[Input data Boundary: Start]

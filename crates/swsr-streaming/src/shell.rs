//! Shell buffer state machine.

use swsr_core::wire::STREAM_ENDING;
use swsr_core::{RenderError, Template};

/// State of the shell collector.
#[derive(Debug, Clone, Copy, PartialEq, Eq)]
pub enum ShellState {
    /// Buffering render output until the end-of-shell marker.
    Collecting,
    /// Shell document produced; later output passes through.
    Ready,
}

/// Outcome of feeding render output to the collector.
#[derive(Debug, PartialEq, Eq)]
pub enum Feed {
    /// Still collecting; nothing to emit.
    Buffered,
    /// The shell just completed; emit this document.
    Shell(String),
    /// Shell already sent; emit these bytes unchanged.
    Body(Vec<u8>),
}

/// Collects the synchronous part of a stream render into the shell document.
///
/// Bytes are buffered undecoded, so a character split across two reads is
/// decoded whole at the transition. The shell is produced exactly once.
#[derive(Debug)]
pub struct ShellCollector {
    template: Template,
    bootstrap: String,
    buffer: Vec<u8>,
    state: ShellState,
}

impl ShellCollector {
    /// Create a collector that fills `template` and injects `bootstrap`.
    pub fn new(template: Template, bootstrap: impl Into<String>) -> Self {
        Self {
            template,
            bootstrap: bootstrap.into(),
            buffer: Vec::new(),
            state: ShellState::Collecting,
        }
    }

    /// Feed one piece of render output.
    pub fn push(&mut self, bytes: Vec<u8>) -> Result<Feed, RenderError> {
        if self.state == ShellState::Ready {
            return Ok(Feed::Body(bytes));
        }

        self.buffer.extend_from_slice(&bytes);
        if !self.buffer.ends_with(STREAM_ENDING.as_bytes()) {
            return Ok(Feed::Buffered);
        }

        let len = self.buffer.len() - STREAM_ENDING.len();
        let mut buffer = std::mem::take(&mut self.buffer);
        buffer.truncate(len);
        let content = String::from_utf8(buffer)?;

        self.state = ShellState::Ready;
        Ok(Feed::Shell(self.template.render(&content, &self.bootstrap)))
    }

    /// Check that the render produced a shell before it ended.
    pub fn finish(&self) -> Result<(), RenderError> {
        match self.state {
            ShellState::Ready => Ok(()),
            ShellState::Collecting => Err(RenderError::ShellIncomplete),
        }
    }

    /// Get the current state.
    pub fn state(&self) -> ShellState {
        self.state
    }

    /// Check if the shell has been produced.
    pub fn is_ready(&self) -> bool {
        self.state == ShellState::Ready
    }

    /// Number of bytes buffered so far.
    pub fn buffered(&self) -> usize {
        self.buffer.len()
    }
}

#[cfg(test)]
mod tests {
    use super::*;

    fn collector() -> ShellCollector {
        ShellCollector::new(
            Template::new(
                "<html><head><!-- __SWSR_SCRIPT_PLACEHOLDER__ --></head><body><!-- __SWSR_CONTENT_PLACEHOLDER__ --></body></html>",
            ),
            "<script>boot</script>",
        )
    }

    // === Transition Tests ===

    #[test]
    fn test_buffers_until_marker() {
        let mut shell = collector();

        assert_eq!(shell.push(b"<main>".to_vec()).unwrap(), Feed::Buffered);
        assert_eq!(shell.push(b"hello</main>".to_vec()).unwrap(), Feed::Buffered);
        assert_eq!(shell.buffered(), 18);
        assert_eq!(shell.state(), ShellState::Collecting);

        let feed = shell.push(STREAM_ENDING.as_bytes().to_vec()).unwrap();
        assert_eq!(
            feed,
            Feed::Shell(
                "<html><head><script>boot</script></head><body><main>hello</main></body></html>"
                    .to_string()
            )
        );
        assert!(shell.is_ready());
    }

    #[test]
    fn test_marker_split_across_reads() {
        let mut shell = collector();
        let (head, tail) = STREAM_ENDING.as_bytes().split_at(8);

        let mut first = b"x".to_vec();
        first.extend_from_slice(head);
        assert_eq!(shell.push(first).unwrap(), Feed::Buffered);
        assert!(matches!(shell.push(tail.to_vec()).unwrap(), Feed::Shell(doc) if doc.contains("<body>x</body>")));
    }

    #[test]
    fn test_multibyte_character_split_across_reads() {
        let mut shell = collector();
        let bytes = "héllo".as_bytes();

        shell.push(bytes[..2].to_vec()).unwrap();
        shell.push(bytes[2..].to_vec()).unwrap();
        let feed = shell.push(STREAM_ENDING.as_bytes().to_vec()).unwrap();

        assert!(matches!(feed, Feed::Shell(doc) if doc.contains("<body>héllo</body>")));
    }

    #[test]
    fn test_never_flushes_twice() {
        let mut shell = collector();
        shell.push(STREAM_ENDING.as_bytes().to_vec()).unwrap();

        assert_eq!(shell.push(Vec::new()).unwrap(), Feed::Body(Vec::new()));
        assert_eq!(
            shell.push(STREAM_ENDING.as_bytes().to_vec()).unwrap(),
            Feed::Body(STREAM_ENDING.as_bytes().to_vec())
        );
        assert_eq!(shell.push(b"late".to_vec()).unwrap(), Feed::Body(b"late".to_vec()));
    }

    // === Failure Tests ===

    #[test]
    fn test_finish_without_marker() {
        let mut shell = collector();
        shell.push(b"<main>".to_vec()).unwrap();

        assert!(matches!(shell.finish(), Err(RenderError::ShellIncomplete)));
    }

    #[test]
    fn test_invalid_utf8_shell() {
        let mut shell = collector();
        let mut bytes = vec![0xff, 0xfe];
        bytes.extend_from_slice(STREAM_ENDING.as_bytes());

        assert!(matches!(shell.push(bytes), Err(RenderError::Encoding(_))));
    }
}
//! Page-side counterpart of the swsr renderers.
//!
//! This crate models what the page does with a rendered document:
//! - `ChunkRegistry` - Connections settled by streamed scripts
//! - `PageGlobals` / `Hydration` - Picking the chunks to hydrate with
//! - `SwsrInfo` / `inspect` - Diagnostics

mod hydrate;
mod info;
mod registry;

pub use hydrate::*;
pub use info::*;
pub use registry::*;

[Input data Boundary: End]

Aim of the exercise> Every record shown above should be given back exactly.

Answer>
filename crates/swsr-streaming/src/shell.rs
//! Shell buffer state machine.

use swsr_core::wire::STREAM_ENDING;
use swsr_core::{RenderError, Template};

/// State of the shell collector.
#[derive(Debug, Clone, Copy, PartialEq, Eq)]
pub enum ShellState {
    /// Buffering render output until the end-of-shell marker.
    Collecting,
    /// Shell document produced; later output passes through.
    Ready,
}

/// Outcome of feeding render output to the collector.
#[derive(Debug, PartialEq, Eq)]
pub enum Feed {
    /// Still collecting; nothing to emit.
    Buffered,
    /// The shell just completed; emit this document.
    Shell(String),
    /// Shell already sent; emit these bytes unchanged.
    Body(Vec<u8>),
}

/// Collects the synchronous part of a stream render into the shell document.
///
/// Bytes are buffered undecoded, so a character split across two reads is
/// decoded whole at the transition. The shell is produced exactly once.
#[derive(Debug)]
pub struct ShellCollector {
    template: Template,
    bootstrap: String,
    buffer: Vec<u8>,
    state: ShellState,
}

impl ShellCollector {
    /// Create a collector that fills `template` and injects `bootstrap`.
    pub fn new(template: Template, bootstrap: impl Into<String>) -> Self {
        Self {
            template,
            bootstrap: bootstrap.into(),
            buffer: Vec::new(),
            state: ShellState::Collecting,
        }
    }

    /// Feed one piece of render output.
    pub fn push(&mut self, bytes: Vec<u8>) -> Result<Feed, RenderError> {
        if self.state == ShellState::Ready {
            return Ok(Feed::Body(bytes));
        }

        self.buffer.extend_from_slice(&bytes);
        if !self.buffer.ends_with(STREAM_ENDING.as_bytes()) {
            return Ok(Feed::Buffered);
        }

        let len = self.buffer.len() - STREAM_ENDING.len();
        let mut buffer = std::mem::take(&mut self.buffer);
        buffer.truncate(len);
        let content = String::from_utf8(buffer)?;

        self.state = ShellState::Ready;
        Ok(Feed::Shell(self.template.render(&content, &self.bootstrap)))
    }

    /// Check that the render produced a shell before it ended.
    pub fn finish(&self) -> Result<(), RenderError> {
        match self.state {
            ShellState::Ready => Ok(()),
            ShellState::Collecting => Err(RenderError::ShellIncomplete),
        }
    }

    /// Get the current state.
    pub fn state(&self) -> ShellState {
        self.state
    }

    /// Check if the shell has been produced.
    pub fn is_ready(&self) -> bool {
        self.state == ShellState::Ready
    }

    /// Number of bytes buffered so far.
    pub fn buffered(&self) -> usize {
        self.buffer.len()
    }
}

#[cfg(test)]
mod tests {
    use super::*;

    fn collector() -> ShellCollector {
        ShellCollector::new(
            Template::new(
                "<html><head><!-- __SWSR_SCRIPT_PLACEHOLDER__ --></head><body><!-- __SWSR_CONTENT_PLACEHOLDER__ --></body></html>",
            ),
            "<script>boot</script>",
        )
    }

    // === Transition Tests ===

    #[test]
    fn test_buffers_until_marker() {
        let mut shell = collector();

        assert_eq!(shell.push(b"<main>".to_vec()).unwrap(), Feed::Buffered);
        assert_eq!(shell.push(b"hello</main>".to_vec()).unwrap(), Feed::Buffered);
        assert_eq!(shell.buffered(), 18);
        assert_eq!(shell.state(), ShellState::Collecting);

        let feed = shell.push(STREAM_ENDING.as_bytes().to_vec()).unwrap();
        assert_eq!(
            feed,
            Feed::Shell(
                "<html><head><script>boot</script></head><body><main>hello</main></body></html>"
                    .to_string()
            )
        );
        assert!(shell.is_ready());
    }

    #[test]
    fn test_marker_split_across_reads() {
        let mut shell = collector();
        let (head, tail) = STREAM_ENDING.as_bytes().split_at(8);

        let mut first = b"x".to_vec();
        first.extend_from_slice(head);
        assert_eq!(shell.push(first).unwrap(), Feed::Buffered);
        assert!(matches!(shell.push(tail.to_vec()).unwrap(), Feed::Shell(doc) if doc.contains("<body>x</body>")));
    }

    #[test]
    fn test_multibyte_character_split_across_reads() {
        let mut shell = collector();
        let bytes = "héllo".as_bytes();

        shell.push(bytes[..2].to_vec()).unwrap();
        shell.push(bytes[2..].to_vec()).unwrap();
        let feed = shell.push(STREAM_ENDING.as_bytes().to_vec()).unwrap();

        assert!(matches!(feed, Feed::Shell(doc) if doc.contains("<body>héllo</body>")));
    }

    #[test]
    fn test_never_flushes_twice() {
        let mut shell = collector();
        shell.push(STREAM_ENDING.as_bytes().to_vec()).unwrap();

        assert_eq!(shell.push(Vec::new()).unwrap(), Feed::Body(Vec::new()));
        assert_eq!(
            shell.push(STREAM_ENDING.as_bytes().to_vec()).unwrap(),
            Feed::Body(STREAM_ENDING.as_bytes().to_vec())
        );
        assert_eq!(shell.push(b"late".to_vec()).unwrap(), Feed::Body(b"late".to_vec()));
    }

    // === Failure Tests ===

    #[test]
    fn test_finish_without_marker() {
        let mut shell = collector();
        shell.push(b"<main>".to_vec()).unwrap();

        assert!(matches!(shell.finish(), Err(RenderError::ShellIncomplete)));
    }

    #[test]
    fn test_invalid_utf8_shell() {
        let mut shell = collector();
        let mut bytes = vec![0xff, 0xfe];
        bytes.extend_from_slice(STREAM_ENDING.as_bytes());

        assert!(matches!(shell.push(bytes), Err(RenderError::Encoding(_))));
    }
}
//! Page-side counterpart of the swsr renderers.
//!
//! This crate models what the page does with a rendered document:
//! - `ChunkRegistry` - Connections settled by streamed scripts
//! - `PageGlobals` / `Hydration` - Picking the chunks to hydrate with
//! - `SwsrInfo` / `inspect` - Diagnostics

mod hydrate;
mod info;
mod registry;

pub use hydrate::*;
pub use info::*;
pub use registry::*;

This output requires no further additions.